TASK DESCRIPTION -> In the entries below, find the lines that contain the word "only" and copy them.
--- EXTRACTED ENTRIES Enclosed Below ---
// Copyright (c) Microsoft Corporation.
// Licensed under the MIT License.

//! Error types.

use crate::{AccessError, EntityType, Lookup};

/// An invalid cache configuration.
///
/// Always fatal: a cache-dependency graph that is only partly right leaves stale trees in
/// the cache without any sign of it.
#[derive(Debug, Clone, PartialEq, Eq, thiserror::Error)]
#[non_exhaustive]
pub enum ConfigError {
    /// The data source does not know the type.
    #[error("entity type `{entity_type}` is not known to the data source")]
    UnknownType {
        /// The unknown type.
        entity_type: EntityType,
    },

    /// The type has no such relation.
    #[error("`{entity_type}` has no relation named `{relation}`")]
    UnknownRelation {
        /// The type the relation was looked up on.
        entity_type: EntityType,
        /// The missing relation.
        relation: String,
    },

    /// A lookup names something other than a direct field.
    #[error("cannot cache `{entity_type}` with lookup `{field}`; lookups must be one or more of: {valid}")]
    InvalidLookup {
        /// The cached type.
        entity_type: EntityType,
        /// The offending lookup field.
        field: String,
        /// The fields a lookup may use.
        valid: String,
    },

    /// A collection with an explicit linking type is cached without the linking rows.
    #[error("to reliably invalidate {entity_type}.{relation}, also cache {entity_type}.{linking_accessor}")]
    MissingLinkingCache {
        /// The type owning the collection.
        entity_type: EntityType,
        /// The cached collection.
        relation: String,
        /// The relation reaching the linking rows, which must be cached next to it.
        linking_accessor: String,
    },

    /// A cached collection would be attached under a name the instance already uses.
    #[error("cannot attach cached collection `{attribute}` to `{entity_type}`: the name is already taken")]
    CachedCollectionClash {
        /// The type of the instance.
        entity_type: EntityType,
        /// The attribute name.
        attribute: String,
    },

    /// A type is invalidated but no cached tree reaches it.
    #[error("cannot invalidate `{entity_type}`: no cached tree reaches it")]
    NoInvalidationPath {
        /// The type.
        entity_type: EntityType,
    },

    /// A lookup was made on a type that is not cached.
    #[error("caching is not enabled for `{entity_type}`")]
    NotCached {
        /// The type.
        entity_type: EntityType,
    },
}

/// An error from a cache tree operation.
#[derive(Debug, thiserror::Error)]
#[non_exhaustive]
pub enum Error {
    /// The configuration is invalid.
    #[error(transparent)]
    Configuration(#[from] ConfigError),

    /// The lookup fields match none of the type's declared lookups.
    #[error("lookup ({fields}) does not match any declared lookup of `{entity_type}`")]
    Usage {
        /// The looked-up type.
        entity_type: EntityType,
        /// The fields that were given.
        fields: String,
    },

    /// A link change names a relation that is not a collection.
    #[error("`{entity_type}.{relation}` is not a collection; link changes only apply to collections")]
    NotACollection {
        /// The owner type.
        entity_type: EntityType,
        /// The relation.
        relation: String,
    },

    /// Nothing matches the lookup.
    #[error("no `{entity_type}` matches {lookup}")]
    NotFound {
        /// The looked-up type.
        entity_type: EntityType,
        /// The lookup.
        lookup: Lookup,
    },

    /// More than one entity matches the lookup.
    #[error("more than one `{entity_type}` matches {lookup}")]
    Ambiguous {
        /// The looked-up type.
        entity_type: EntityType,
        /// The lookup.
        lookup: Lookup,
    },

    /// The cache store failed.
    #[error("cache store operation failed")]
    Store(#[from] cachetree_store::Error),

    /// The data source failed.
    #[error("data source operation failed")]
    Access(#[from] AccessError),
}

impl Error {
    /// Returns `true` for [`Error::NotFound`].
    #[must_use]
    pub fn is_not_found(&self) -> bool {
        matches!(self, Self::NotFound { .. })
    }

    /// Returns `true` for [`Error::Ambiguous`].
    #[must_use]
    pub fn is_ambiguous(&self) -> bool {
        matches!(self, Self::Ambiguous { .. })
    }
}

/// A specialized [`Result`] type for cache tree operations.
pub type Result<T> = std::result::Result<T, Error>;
--- End of Enclosed EXTRACTED ENTRIES ---
--- EXTRACTED ENTRIES Enclosed Below ---
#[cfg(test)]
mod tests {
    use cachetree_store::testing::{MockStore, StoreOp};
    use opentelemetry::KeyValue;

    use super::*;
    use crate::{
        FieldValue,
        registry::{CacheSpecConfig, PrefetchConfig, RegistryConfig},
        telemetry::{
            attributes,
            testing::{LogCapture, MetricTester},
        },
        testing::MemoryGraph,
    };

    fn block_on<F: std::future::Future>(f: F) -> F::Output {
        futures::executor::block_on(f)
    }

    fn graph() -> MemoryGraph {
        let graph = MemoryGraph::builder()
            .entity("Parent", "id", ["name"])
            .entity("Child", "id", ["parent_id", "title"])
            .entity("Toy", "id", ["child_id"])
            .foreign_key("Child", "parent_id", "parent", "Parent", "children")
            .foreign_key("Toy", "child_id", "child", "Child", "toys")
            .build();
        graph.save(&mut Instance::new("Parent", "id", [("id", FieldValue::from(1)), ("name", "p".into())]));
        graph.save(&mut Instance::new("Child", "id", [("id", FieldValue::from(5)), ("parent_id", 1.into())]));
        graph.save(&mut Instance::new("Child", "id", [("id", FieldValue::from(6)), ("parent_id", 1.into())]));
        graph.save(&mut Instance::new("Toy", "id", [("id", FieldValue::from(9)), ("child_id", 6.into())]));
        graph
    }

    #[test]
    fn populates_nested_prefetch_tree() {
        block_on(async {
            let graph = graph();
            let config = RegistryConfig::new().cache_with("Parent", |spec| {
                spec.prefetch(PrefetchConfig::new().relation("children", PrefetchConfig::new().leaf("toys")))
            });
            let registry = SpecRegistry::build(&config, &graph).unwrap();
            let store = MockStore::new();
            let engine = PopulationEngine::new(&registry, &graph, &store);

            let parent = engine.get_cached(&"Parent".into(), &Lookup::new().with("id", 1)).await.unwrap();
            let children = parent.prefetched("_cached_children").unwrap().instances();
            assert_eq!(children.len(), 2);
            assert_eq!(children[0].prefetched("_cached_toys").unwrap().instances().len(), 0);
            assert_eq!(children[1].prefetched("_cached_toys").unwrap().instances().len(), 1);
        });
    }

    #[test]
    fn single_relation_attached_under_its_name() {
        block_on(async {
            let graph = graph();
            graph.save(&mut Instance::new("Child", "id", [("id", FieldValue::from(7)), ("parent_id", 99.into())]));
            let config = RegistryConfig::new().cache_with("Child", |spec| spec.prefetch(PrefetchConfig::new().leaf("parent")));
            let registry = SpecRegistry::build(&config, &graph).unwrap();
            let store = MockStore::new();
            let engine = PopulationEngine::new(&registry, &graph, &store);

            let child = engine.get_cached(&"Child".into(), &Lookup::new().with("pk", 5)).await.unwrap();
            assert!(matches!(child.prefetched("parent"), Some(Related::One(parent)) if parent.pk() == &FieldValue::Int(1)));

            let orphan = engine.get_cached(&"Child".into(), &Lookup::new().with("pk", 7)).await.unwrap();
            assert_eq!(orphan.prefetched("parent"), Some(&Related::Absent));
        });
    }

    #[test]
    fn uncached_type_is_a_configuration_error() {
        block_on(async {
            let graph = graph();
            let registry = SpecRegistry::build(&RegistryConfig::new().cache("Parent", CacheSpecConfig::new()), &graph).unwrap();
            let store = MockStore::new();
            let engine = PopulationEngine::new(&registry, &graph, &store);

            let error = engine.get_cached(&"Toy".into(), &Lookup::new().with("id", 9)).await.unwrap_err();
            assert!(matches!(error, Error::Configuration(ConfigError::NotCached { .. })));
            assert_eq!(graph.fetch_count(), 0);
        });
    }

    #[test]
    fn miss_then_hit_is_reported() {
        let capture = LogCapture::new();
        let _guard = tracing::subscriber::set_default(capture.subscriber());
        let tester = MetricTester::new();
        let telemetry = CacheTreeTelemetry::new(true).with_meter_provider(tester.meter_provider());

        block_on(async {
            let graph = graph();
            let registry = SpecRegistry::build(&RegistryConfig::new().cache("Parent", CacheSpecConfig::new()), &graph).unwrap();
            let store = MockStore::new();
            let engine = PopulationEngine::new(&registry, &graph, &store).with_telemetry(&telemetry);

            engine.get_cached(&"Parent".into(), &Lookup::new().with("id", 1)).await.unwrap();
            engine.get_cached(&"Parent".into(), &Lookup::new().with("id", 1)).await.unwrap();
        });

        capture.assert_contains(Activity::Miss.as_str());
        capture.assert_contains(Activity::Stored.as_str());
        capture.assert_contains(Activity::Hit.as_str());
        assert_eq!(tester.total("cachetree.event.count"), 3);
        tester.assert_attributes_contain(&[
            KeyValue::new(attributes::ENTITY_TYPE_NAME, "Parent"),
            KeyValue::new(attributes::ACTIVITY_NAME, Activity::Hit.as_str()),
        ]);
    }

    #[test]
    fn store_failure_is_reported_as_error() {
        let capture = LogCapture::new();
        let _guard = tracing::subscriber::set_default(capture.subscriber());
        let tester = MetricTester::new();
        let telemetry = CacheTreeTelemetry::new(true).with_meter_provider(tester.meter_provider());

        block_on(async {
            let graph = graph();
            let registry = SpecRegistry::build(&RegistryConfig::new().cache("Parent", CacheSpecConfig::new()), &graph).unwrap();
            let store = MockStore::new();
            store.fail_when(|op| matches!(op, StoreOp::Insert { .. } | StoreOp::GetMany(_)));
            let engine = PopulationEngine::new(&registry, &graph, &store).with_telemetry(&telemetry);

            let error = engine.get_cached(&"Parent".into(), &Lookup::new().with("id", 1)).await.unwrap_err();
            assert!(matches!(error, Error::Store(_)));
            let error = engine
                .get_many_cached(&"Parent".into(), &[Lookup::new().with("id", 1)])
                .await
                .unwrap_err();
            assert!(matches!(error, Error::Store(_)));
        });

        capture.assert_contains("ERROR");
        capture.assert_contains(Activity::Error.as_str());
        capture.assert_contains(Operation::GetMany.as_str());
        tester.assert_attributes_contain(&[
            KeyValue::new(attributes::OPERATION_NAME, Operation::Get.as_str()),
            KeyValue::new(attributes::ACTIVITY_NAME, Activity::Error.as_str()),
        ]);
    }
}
--- End of Enclosed EXTRACTED ENTRIES ---
RESPONSE TO THIS EXERCISE ->
/// Always fatal: a cache-dependency graph that is only partly right leaves stale trees in
    #[error("`{entity_type}.{relation}` is not a collection; link changes only apply to collections")]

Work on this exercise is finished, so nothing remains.